**Task details**
The records are given next. Repeat each one exactly.

(Data items)
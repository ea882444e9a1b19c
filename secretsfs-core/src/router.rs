//! Request entry point.
//!
//! Every filesystem operation arrives here with a mount path.  The first
//! segment picks the provider; the rest is handed to it unchanged.  The mount
//! root itself is answered directly from the provider registry.

use std::sync::Arc;

use tracing::debug;

use crate::Caller;
use crate::error::FsError;
use crate::inode::{InodeRegistry, ROOT_INODE};
use crate::provider::{DirEntry, NodeAttr, NodeKind, Provider, ProviderRegistry, RequestContext};

/// Permission bits reported for the mount root and provider roots.
const DIR_PERM: u16 = 0o555;

/// A path inside the mounted tree and its stable inode.
#[derive(Debug, Clone, PartialEq, Eq)]
pub struct VirtualNode {
    pub path: String,
    pub inode: u64,
}

impl VirtualNode {
    pub fn is_root(&self) -> bool {
        self.inode == ROOT_INODE
    }
}

/// Split a mount path into `(provider_name, sub_path)`.
///
/// # Examples
/// ```
/// # use secretsfs_core::router::split;
/// assert_eq!(split("/secrets/db/prod"), ("secrets", "db/prod"));
/// assert_eq!(split("/secrets"), ("secrets", ""));
/// assert_eq!(split("/"), ("", ""));
/// ```
pub fn split(path: &str) -> (&str, &str) {
    let trimmed = path.strip_prefix('/').unwrap_or(path);
    match trimmed.split_once('/') {
        Some((provider, rest)) => (provider, rest),
        None => (trimmed, ""),
    }
}

/// Join a mount path and a child name.
pub fn join(parent: &str, name: &str) -> String {
    let parent = parent.strip_suffix('/').unwrap_or(parent);
    format!("{parent}/{name}")
}

fn is_root_path(path: &str) -> bool {
    path.is_empty() || path == "/"
}

fn valid_name(name: &str) -> bool {
    !name.is_empty() && name != "." && name != ".." && !name.contains('/')
}

pub struct Router {
    providers: Arc<ProviderRegistry>,
    inodes: Arc<InodeRegistry>,
}

impl Router {
    pub fn new(providers: Arc<ProviderRegistry>, inodes: Arc<InodeRegistry>) -> Self {
        Self { providers, inodes }
    }

    pub fn providers(&self) -> &ProviderRegistry {
        &self.providers
    }

    pub fn inodes(&self) -> &InodeRegistry {
        &self.inodes
    }

    pub fn root(&self) -> VirtualNode {
        VirtualNode {
            path: String::new(),
            inode: ROOT_INODE,
        }
    }

    /// Map a kernel inode back to its node.
    pub fn node(&self, inode: u64) -> Option<VirtualNode> {
        if inode == ROOT_INODE {
            return Some(self.root());
        }
        self.inodes
            .path_of(inode)
            .map(|path| VirtualNode { path, inode })
    }

    /// The enabled provider owning `path`, with the sub-path it should see.
    fn owner<'p>(&self, path: &'p str) -> Result<(Arc<dyn Provider>, &'p str, &'p str), FsError> {
        let (name, sub) = split(path);
        match self.providers.resolve_enabled(name) {
            Some(provider) => Ok((provider, name, sub)),
            None => {
                debug!(provider = name, path, "no enabled provider for path");
                Err(FsError::NotFound)
            }
        }
    }

    fn context<'a>(&'a self, caller: &'a Caller, provider: &'a str) -> RequestContext<'a> {
        RequestContext {
            caller,
            inodes: &self.inodes,
            provider,
        }
    }

    pub async fn list_directory(&self, path: &str, caller: &Caller) -> Result<Vec<DirEntry>, FsError> {
        if is_root_path(path) {
            return Ok(self
                .providers
                .enabled_names()
                .into_iter()
                .map(|name| DirEntry {
                    inode: self.inodes.get_or_create(&format!("/{name}")),
                    name,
                    kind: NodeKind::Directory,
                })
                .collect());
        }
        let (provider, name, sub) = self.owner(path)?;
        provider.list_directory(&self.context(caller, name), sub).await
    }

    pub async fn lookup(
        &self,
        parent: &str,
        name: &str,
        caller: &Caller,
    ) -> Result<(VirtualNode, NodeAttr), FsError> {
        if !valid_name(name) {
            return Err(FsError::NotFound);
        }
        let path = join(parent, name);

        if is_root_path(parent) {
            if !self.providers.is_enabled(name) {
                return Err(FsError::NotFound);
            }
            let node = VirtualNode {
                inode: self.inodes.get_or_create(&path),
                path,
            };
            return Ok((node, NodeAttr::directory(DIR_PERM)));
        }

        let (provider, provider_name, sub) = self.owner(parent)?;
        let found = provider
            .lookup(&self.context(caller, provider_name), sub, name)
            .await?;
        debug!(path = %path, inode = found.entry.inode, "lookup");
        Ok((
            VirtualNode {
                path,
                inode: found.entry.inode,
            },
            found.attr,
        ))
    }

    pub async fn open(&self, path: &str, caller: &Caller) -> Result<u64, FsError> {
        if is_root_path(path) {
            return Err(FsError::IsADirectory);
        }
        let (provider, name, sub) = self.owner(path)?;
        provider.open(&self.context(caller, name), sub).await
    }

    /// Read up to `size` bytes at `offset`.
    pub async fn read(
        &self,
        path: &str,
        caller: &Caller,
        offset: u64,
        size: u32,
    ) -> Result<Vec<u8>, FsError> {
        if is_root_path(path) {
            return Err(FsError::IsADirectory);
        }
        let (provider, name, sub) = self.owner(path)?;
        let content = provider.read(&self.context(caller, name), sub).await?;
        let start = usize::try_from(offset).unwrap_or(usize::MAX).min(content.len());
        let end = start.saturating_add(size as usize).min(content.len());
        Ok(content[start..end].to_vec())
    }

    pub async fn get_attributes(&self, path: &str, caller: &Caller) -> Result<NodeAttr, FsError> {
        if is_root_path(path) {
            return Ok(NodeAttr::directory(DIR_PERM));
        }
        let (provider, name, sub) = self.owner(path)?;
        if sub.is_empty() {
            return Ok(NodeAttr::directory(DIR_PERM));
        }
        provider.get_attributes(&self.context(caller, name), sub).await
    }
}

**Response for this exercise**
repository ea882444e9a1b19c
filename secretsfs-core/src/router.rs
//! Request entry point.
//!
//! Every filesystem operation arrives here with a mount path.  The first
//! segment picks the provider; the rest is handed to it unchanged.  The mount
//! root itself is answered directly from the provider registry.

use std::sync::Arc;

use tracing::debug;

use crate::Caller;
use crate::error::FsError;
use crate::inode::{InodeRegistry, ROOT_INODE};
use crate::provider::{DirEntry, NodeAttr, NodeKind, Provider, ProviderRegistry, RequestContext};

/// Permission bits reported for the mount root and provider roots.
const DIR_PERM: u16 = 0o555;

/// A path inside the mounted tree and its stable inode.
#[derive(Debug, Clone, PartialEq, Eq)]
pub struct VirtualNode {
    pub path: String,
    pub inode: u64,
}

impl VirtualNode {
    pub fn is_root(&self) -> bool {
        self.inode == ROOT_INODE
    }
}

/// Split a mount path into `(provider_name, sub_path)`.
///
/// # Examples
/// ```
/// # use secretsfs_core::router::split;
/// assert_eq!(split("/secrets/db/prod"), ("secrets", "db/prod"));
/// assert_eq!(split("/secrets"), ("secrets", ""));
/// assert_eq!(split("/"), ("", ""));
/// ```
pub fn split(path: &str) -> (&str, &str) {
    let trimmed = path.strip_prefix('/').unwrap_or(path);
    match trimmed.split_once('/') {
        Some((provider, rest)) => (provider, rest),
        None => (trimmed, ""),
    }
}

/// Join a mount path and a child name.
pub fn join(parent: &str, name: &str) -> String {
    let parent = parent.strip_suffix('/').unwrap_or(parent);
    format!("{parent}/{name}")
}

fn is_root_path(path: &str) -> bool {
    path.is_empty() || path == "/"
}

fn valid_name(name: &str) -> bool {
    !name.is_empty() && name != "." && name != ".." && !name.contains('/')
}

pub struct Router {
    providers: Arc<ProviderRegistry>,
    inodes: Arc<InodeRegistry>,
}

impl Router {
    pub fn new(providers: Arc<ProviderRegistry>, inodes: Arc<InodeRegistry>) -> Self {
        Self { providers, inodes }
    }

    pub fn providers(&self) -> &ProviderRegistry {
        &self.providers
    }

    pub fn inodes(&self) -> &InodeRegistry {
        &self.inodes
    }

    pub fn root(&self) -> VirtualNode {
        VirtualNode {
            path: String::new(),
            inode: ROOT_INODE,
        }
    }

    /// Map a kernel inode back to its node.
    pub fn node(&self, inode: u64) -> Option<VirtualNode> {
        if inode == ROOT_INODE {
            return Some(self.root());
        }
        self.inodes
            .path_of(inode)
            .map(|path| VirtualNode { path, inode })
    }

    /// The enabled provider owning `path`, with the sub-path it should see.
    fn owner<'p>(&self, path: &'p str) -> Result<(Arc<dyn Provider>, &'p str, &'p str), FsError> {
        let (name, sub) = split(path);
        match self.providers.resolve_enabled(name) {
            Some(provider) => Ok((provider, name, sub)),
            None => {
                debug!(provider = name, path, "no enabled provider for path");
                Err(FsError::NotFound)
            }
        }
    }

    fn context<'a>(&'a self, caller: &'a Caller, provider: &'a str) -> RequestContext<'a> {
        RequestContext {
            caller,
            inodes: &self.inodes,
            provider,
        }
    }

    pub async fn list_directory(&self, path: &str, caller: &Caller) -> Result<Vec<DirEntry>, FsError> {
        if is_root_path(path) {
            return Ok(self
                .providers
                .enabled_names()
                .into_iter()
                .map(|name| DirEntry {
                    inode: self.inodes.get_or_create(&format!("/{name}")),
                    name,
                    kind: NodeKind::Directory,
                })
                .collect());
        }
        let (provider, name, sub) = self.owner(path)?;
        provider.list_directory(&self.context(caller, name), sub).await
    }

    pub async fn lookup(
        &self,
        parent: &str,
        name: &str,
        caller: &Caller,
    ) -> Result<(VirtualNode, NodeAttr), FsError> {
        if !valid_name(name) {
            return Err(FsError::NotFound);
        }
        let path = join(parent, name);

        if is_root_path(parent) {
            if !self.providers.is_enabled(name) {
                return Err(FsError::NotFound);
            }
            let node = VirtualNode {
                inode: self.inodes.get_or_create(&path),
                path,
            };
            return Ok((node, NodeAttr::directory(DIR_PERM)));
        }

        let (provider, provider_name, sub) = self.owner(parent)?;
        let found = provider
            .lookup(&self.context(caller, provider_name), sub, name)
            .await?;
        debug!(path = %path, inode = found.entry.inode, "lookup");
        Ok((
            VirtualNode {
                path,
                inode: found.entry.inode,
            },
            found.attr,
        ))
    }

    pub async fn open(&self, path: &str, caller: &Caller) -> Result<u64, FsError> {
        if is_root_path(path) {
            return Err(FsError::IsADirectory);
        }
        let (provider, name, sub) = self.owner(path)?;
        provider.open(&self.context(caller, name), sub).await
    }

    /// Read up to `size` bytes at `offset`.
    pub async fn read(
        &self,
        path: &str,
        caller: &Caller,
        offset: u64,
        size: u32,
    ) -> Result<Vec<u8>, FsError> {
        if is_root_path(path) {
            return Err(FsError::IsADirectory);
        }
        let (provider, name, sub) = self.owner(path)?;
        let content = provider.read(&self.context(caller, name), sub).await?;
        let start = usize::try_from(offset).unwrap_or(usize::MAX).min(content.len());
        let end = start.saturating_add(size as usize).min(content.len());
        Ok(content[start..end].to_vec())
    }

    pub async fn get_attributes(&self, path: &str, caller: &Caller) -> Result<NodeAttr, FsError> {
        if is_root_path(path) {
            return Ok(NodeAttr::directory(DIR_PERM));
        }
        let (provider, name, sub) = self.owner(path)?;
        if sub.is_empty() {
            return Ok(NodeAttr::directory(DIR_PERM));
        }
        provider.get_attributes(&self.context(caller, name), sub).await
    }
}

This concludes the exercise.